December 14, 2021 at 6:01 pm

A Russian solider on 1 September 2021 [Yasser Alhatib/Anadolu Agency]

The European Union has imposed sanctions on the Russian private military company the Wagner Group, over reported human rights abuses in war zones across the world.

In an official press release by the Council of the EU, it stated that the “Wagner Group has recruited, trained and sent private military operatives to conflict zones around the world to fuel violence, loot natural resources and intimidate civilians in violation of international law, including international human rights law.”

The sanctions, which are also being imposed on eight other individuals and three energy companies in Syria, target those “involved in serious human rights abuses, including torture and extrajudicial, summary or arbitrary executions and killings, or in destabilising activities in some of the countries they operate in.”

Over the past few years, the Wagner Group has been active in a number of countries including Syria, where it assists the regime of Bashar Al-Assad, and Libya, where it assisted the rogue Field Marshall, Khalifa Haftar, against the former Tripoli-based government prior to Haftar’s defeat last year. It has also operated in Ukraine and a number of African countries such as the Central African Republic and Mali.

Throughout their operations in those countries, the group has reportedly committed numerous human rights abuses and atrocities against the civilian populations, setting up explosive land mines in Libya and beating, torturing, and burning unarmed men in Syria.

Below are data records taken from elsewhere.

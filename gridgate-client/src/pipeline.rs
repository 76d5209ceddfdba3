//! The authenticated request pipeline.
//!
//! Every request sent through [`RequestPipeline`] carries the stored access
//! token. When the server answers 401 the pipeline renews the credentials
//! once and resends the request; callers only see an error when renewal is
//! impossible or the renewed credentials are rejected too.
//!
//! # Example
//!
//! ```rust,no_run
//! # async fn example() -> Result<(), Box<dyn std::error::Error>> {
//! use gridgate_client::{ApiRequest, CredentialStore, MemoryStore, RequestPipeline};
//!
//! let credentials = CredentialStore::new(MemoryStore::new());
//! let pipeline = RequestPipeline::new("https://admin.example.com/api/".parse()?, credentials);
//!
//! pipeline.login(&serde_json::json!({"username": "amy", "password": "hunter2"})).await?;
//! let projects: serde_json::Value = pipeline.get_json("projects/").await?;
//! # Ok(())
//! # }
//! ```

use reqwest::{Method, StatusCode};
use serde::Serialize;
use serde::de::DeserializeOwned;
use std::fmt;
use url::Url;

use crate::credentials::CredentialStore;
use crate::error::PipelineError;
use crate::renewal::{RenewalCoordinator, RenewalOutcome, RenewalPolicy};
use crate::store::Secret;
use crate::token::{RenewalRequest, TokenEnvelope, TokenPair};

/// Default path of the login endpoint, relative to the base URL.
pub const DEFAULT_LOGIN_PATH: &str = "auth/login/";

/// Default path of the renewal endpoint, relative to the base URL.
pub const DEFAULT_REFRESH_PATH: &str = "auth/refresh/";

/// A request description that can be rebuilt for a retry.
#[derive(Debug, Clone, PartialEq)]
pub struct ApiRequest {
    pub method: Method,

    /// Path relative to the pipeline's base URL, or an absolute URL.
    pub path: String,

    pub query: Vec<(String, String)>,
    pub body: Option<serde_json::Value>,
}

impl ApiRequest {
    pub fn new(method: Method, path: impl Into<String>) -> Self {
        Self {
            method,
            path: path.into(),
            query: Vec::new(),
            body: None,
        }
    }

    pub fn get(path: impl Into<String>) -> Self {
        Self::new(Method::GET, path)
    }

    pub fn post(path: impl Into<String>, body: serde_json::Value) -> Self {
        Self::new(Method::POST, path).with_json(body)
    }

    pub fn put(path: impl Into<String>, body: serde_json::Value) -> Self {
        Self::new(Method::PUT, path).with_json(body)
    }

    pub fn patch(path: impl Into<String>, body: serde_json::Value) -> Self {
        Self::new(Method::PATCH, path).with_json(body)
    }

    pub fn delete(path: impl Into<String>) -> Self {
        Self::new(Method::DELETE, path)
    }

    pub fn with_query(mut self, key: impl Into<String>, value: impl Into<String>) -> Self {
        self.query.push((key.into(), value.into()));
        self
    }

    pub fn with_json(mut self, body: serde_json::Value) -> Self {
        self.body = Some(body);
        self
    }
}

/// Where a single call is in its authorization lifecycle.
#[derive(Debug, Clone, Copy, PartialEq, Eq)]
pub enum CallState {
    /// First attempt; a 401 may still trigger renewal.
    Initial,

    /// Renewal has been attempted once; a further 401 is final.
    Retried,

    /// The call has failed for good.
    Terminal,
}

/// Per-call retry bookkeeping, kept outside the request itself.
#[derive(Debug)]
pub struct CallLifecycle {
    state: CallState,
}

impl CallLifecycle {
    pub fn new() -> Self {
        Self {
            state: CallState::Initial,
        }
    }

    pub fn state(&self) -> CallState {
        self.state
    }

    /// Record a 401. Returns `true` if renewal may be attempted.
    pub fn on_unauthorized(&mut self) -> bool {
        match self.state {
            CallState::Initial => {
                self.state = CallState::Retried;
                true
            }
            CallState::Retried | CallState::Terminal => {
                self.state = CallState::Terminal;
                false
            }
        }
    }

    pub fn terminate(&mut self) {
        self.state = CallState::Terminal;
    }
}

impl Default for CallLifecycle {
    fn default() -> Self {
        Self::new()
    }
}

/// Sends requests with the stored access token and renews it on 401.
///
/// Share one pipeline per credential store (wrap it in an `Arc`); renewal
/// coordination only spans calls made through the same pipeline.
pub struct RequestPipeline {
    http: reqwest::Client,
    base_url: Url,
    login_path: String,
    refresh_path: String,
    credentials: CredentialStore,
    renewal: RenewalCoordinator,
}

impl RequestPipeline {
    /// Create a pipeline with default endpoints and the shared renewal policy.
    pub fn new(base_url: Url, credentials: CredentialStore) -> Self {
        Self {
            http: reqwest::Client::new(),
            base_url: with_trailing_slash(base_url),
            login_path: DEFAULT_LOGIN_PATH.to_string(),
            refresh_path: DEFAULT_REFRESH_PATH.to_string(),
            credentials,
            renewal: RenewalCoordinator::default(),
        }
    }

    /// Use a preconfigured HTTP client (timeouts, proxies, TLS).
    pub fn with_http_client(mut self, http: reqwest::Client) -> Self {
        self.http = http;
        self
    }

    pub fn with_login_path(mut self, path: impl Into<String>) -> Self {
        self.login_path = path.into();
        self
    }

    pub fn with_refresh_path(mut self, path: impl Into<String>) -> Self {
        self.refresh_path = path.into();
        self
    }

    pub fn with_renewal_policy(mut self, policy: RenewalPolicy) -> Self {
        self.renewal = RenewalCoordinator::new(policy);
        self
    }

    pub fn base_url(&self) -> &Url {
        &self.base_url
    }

    pub fn credentials(&self) -> &CredentialStore {
        &self.credentials
    }

    pub fn renewal_policy(&self) -> RenewalPolicy {
        self.renewal.policy()
    }

    fn url(&self, path: &str) -> Result<Url, PipelineError> {
        Ok(self.base_url.join(path.trim_start_matches('/'))?)
    }

    /// Send a request, renewing credentials once if it is rejected with 401.
    ///
    /// Returns the response for any 2xx/3xx status. Other statuses become
    /// [`PipelineError::Status`]; a 401 that survives renewal becomes
    /// [`PipelineError::Unauthorized`].
    pub async fn execute(&self, request: &ApiRequest) -> Result<reqwest::Response, PipelineError> {
        let mut call = CallLifecycle::new();

        loop {
            let generation = self.renewal.generation();
            let access = self.credentials.load_access().await?;
            let response = self.send_once(request, access.as_ref()).await?;

            if response.status() != StatusCode::UNAUTHORIZED {
                return check_status(response).await;
            }

            let unauthorized = PipelineError::Unauthorized {
                body: response.text().await.unwrap_or_default(),
            };

            if !call.on_unauthorized() {
                tracing::warn!(
                    "{} {} rejected again after renewal",
                    request.method,
                    request.path
                );
                return Err(unauthorized);
            }

            tracing::warn!(
                "{} {} returned 401, renewing credentials",
                request.method,
                request.path
            );

            match self
                .renewal
                .renew(generation, || self.renew_credentials())
                .await
            {
                RenewalOutcome::Renewed => continue,
                RenewalOutcome::MissingRefresh => {
                    call.terminate();
                    return Err(unauthorized);
                }
                RenewalOutcome::Failed(message) => {
                    call.terminate();
                    return Err(PipelineError::RenewalFailed { message });
                }
            }
        }
    }

    async fn send_once(
        &self,
        request: &ApiRequest,
        access: Option<&Secret>,
    ) -> Result<reqwest::Response, PipelineError> {
        let url = self.url(&request.path)?;
        let mut builder = self.http.request(request.method.clone(), url);

        if !request.query.is_empty() {
            builder = builder.query(&request.query);
        }
        if let Some(body) = &request.body {
            builder = builder.json(body);
        }
        if let Some(token) = access {
            tracing::trace!("Attaching bearer token to {} {}", request.method, request.path);
            builder = builder.bearer_auth(token.expose());
        }

        Ok(builder.send().await?)
    }

    /// Exchange the stored refresh token for a new pair.
    ///
    /// Clears both tokens on any failure.
    async fn renew_credentials(&self) -> RenewalOutcome {
        let refresh = match self.credentials.load_refresh().await {
            Ok(Some(refresh)) => refresh,
            Ok(None) => {
                tracing::info!("No refresh token available, clearing credentials");
                self.clear_after_failure().await;
                return RenewalOutcome::MissingRefresh;
            }
            Err(e) => {
                tracing::error!("Failed to read refresh token: {}", e);
                self.clear_after_failure().await;
                return RenewalOutcome::Failed(format!("failed to read refresh token: {}", e));
            }
        };

        let renewed = match self.request_renewal(&refresh).await {
            Ok(pair) => self.credentials.store_pair(&pair).await.map_err(PipelineError::from),
            Err(e) => Err(e),
        };

        match renewed {
            Ok(()) => {
                tracing::info!("Renewed credentials");
                RenewalOutcome::Renewed
            }
            Err(e) => {
                tracing::error!("Credential renewal failed: {}", e);
                self.clear_after_failure().await;
                RenewalOutcome::Failed(e.to_string())
            }
        }
    }

    async fn request_renewal(&self, refresh: &Secret) -> Result<TokenPair, PipelineError> {
        let url = self.url(&self.refresh_path)?;
        let response = self
            .http
            .post(url)
            .json(&RenewalRequest {
                refresh: refresh.expose(),
            })
            .send()
            .await?;

        let envelope: TokenEnvelope = check_status(response).await?.json().await?;
        Ok(envelope.into_pair())
    }

    async fn clear_after_failure(&self) {
        if let Err(e) = self.credentials.clear().await {
            tracing::warn!("Failed to clear credentials: {}", e);
        }
    }

    /// Sign in: post `credentials` to the login endpoint and store the
    /// returned token pair, replacing any previous one.
    ///
    /// The request carries no bearer token and is never retried.
    pub async fn login<B>(&self, credentials: &B) -> Result<TokenPair, PipelineError>
    where
        B: Serialize + ?Sized,
    {
        let url = self.url(&self.login_path)?;
        let response = self.http.post(url).json(credentials).send().await?;

        let envelope: TokenEnvelope = check_status(response).await?.json().await?;
        let pair = envelope.into_pair();

        self.credentials.clear().await?;
        self.credentials.store_pair(&pair).await?;
        self.renewal.reset().await;
        tracing::info!("Logged in, credentials stored");

        Ok(pair)
    }

    /// Forget the stored credentials.
    pub async fn logout(&self) -> Result<(), PipelineError> {
        self.credentials.clear().await?;
        self.renewal.reset().await;
        tracing::info!("Logged out, credentials cleared");
        Ok(())
    }

    /// Whether an access token is currently stored.
    pub async fn is_authenticated(&self) -> Result<bool, PipelineError> {
        Ok(self.credentials.load_access().await?.is_some())
    }

    /// Send a request and decode the JSON response body.
    pub async fn send_json<T: DeserializeOwned>(&self, request: &ApiRequest) -> Result<T, PipelineError> {
        Ok(self.execute(request).await?.json().await?)
    }

    /// `GET` a path and decode the JSON response body.
    pub async fn get_json<T: DeserializeOwned>(&self, path: &str) -> Result<T, PipelineError> {
        self.send_json(&ApiRequest::get(path)).await
    }
}

impl fmt::Debug for RequestPipeline {
    fn fmt(&self, f: &mut fmt::Formatter<'_>) -> fmt::Result {
        f.debug_struct("RequestPipeline")
            .field("base_url", &self.base_url.as_str())
            .field("login_path", &self.login_path)
            .field("refresh_path", &self.refresh_path)
            .field("renewal_policy", &self.renewal.policy())
            .field("credentials", &self.credentials)
            .finish()
    }
}

fn with_trailing_slash(mut url: Url) -> Url {
    if !url.path().ends_with('/') {
        let path = format!("{}/", url.path());
        url.set_path(&path);
    }
    url
}

async fn check_status(response: reqwest::Response) -> Result<reqwest::Response, PipelineError> {
    let status = response.status();
    if status.is_success() || status.is_redirection() {
        return Ok(response);
    }
    let body = response.text().await.unwrap_or_default();
    Err(PipelineError::Status { status, body })
}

READ: Over 7,000 Russian mercenaries still in Libya: Official

According to the EU’s press release, the aim of the sanctions – which consist of travel bans and the freezing of assets – is “to curtail the subversive activities of the Wagner Group. It signals the EU’s strong determination to stand up for its interests and values in its neighbourhood and beyond, and to take tangible action against those threatening international peace and security, and breaching international law.”

The EU’s measures against the mercenary group have long been in the pipeline, with France, in particular, having pressed its fellow members and partners in the bloc to act against it.

Paris’s opposition to the Wagner Group comes especially after it undermined the influence of France in Francophone parts of Africa, an example being when Mali invited Wagner mercenaries to the country a few months ago in an attempt to replace French troops fighting anti-government militias and terror groups in the Sahel.

France’s Foreign Minister, Jean-Yves Le Drian, has previously called the Wagner Group “a company of Russian mercenaries which makes war by proxy on Russia’s account,” adding that “even if Russia denies it, nobody is fooled.”

The Wagner group is reportedly managed and financed by Yevgeny Prigozhin, who has been branded as “Putin’s chef” due to his alleged close ties with Russian President, Vladimir Putin. Prigozhin is already subject to a number of sanctions by the United States and the EU. Last year, the US also indicated that the United Arab Emirates (UAE) also funds the Russian mercenaries.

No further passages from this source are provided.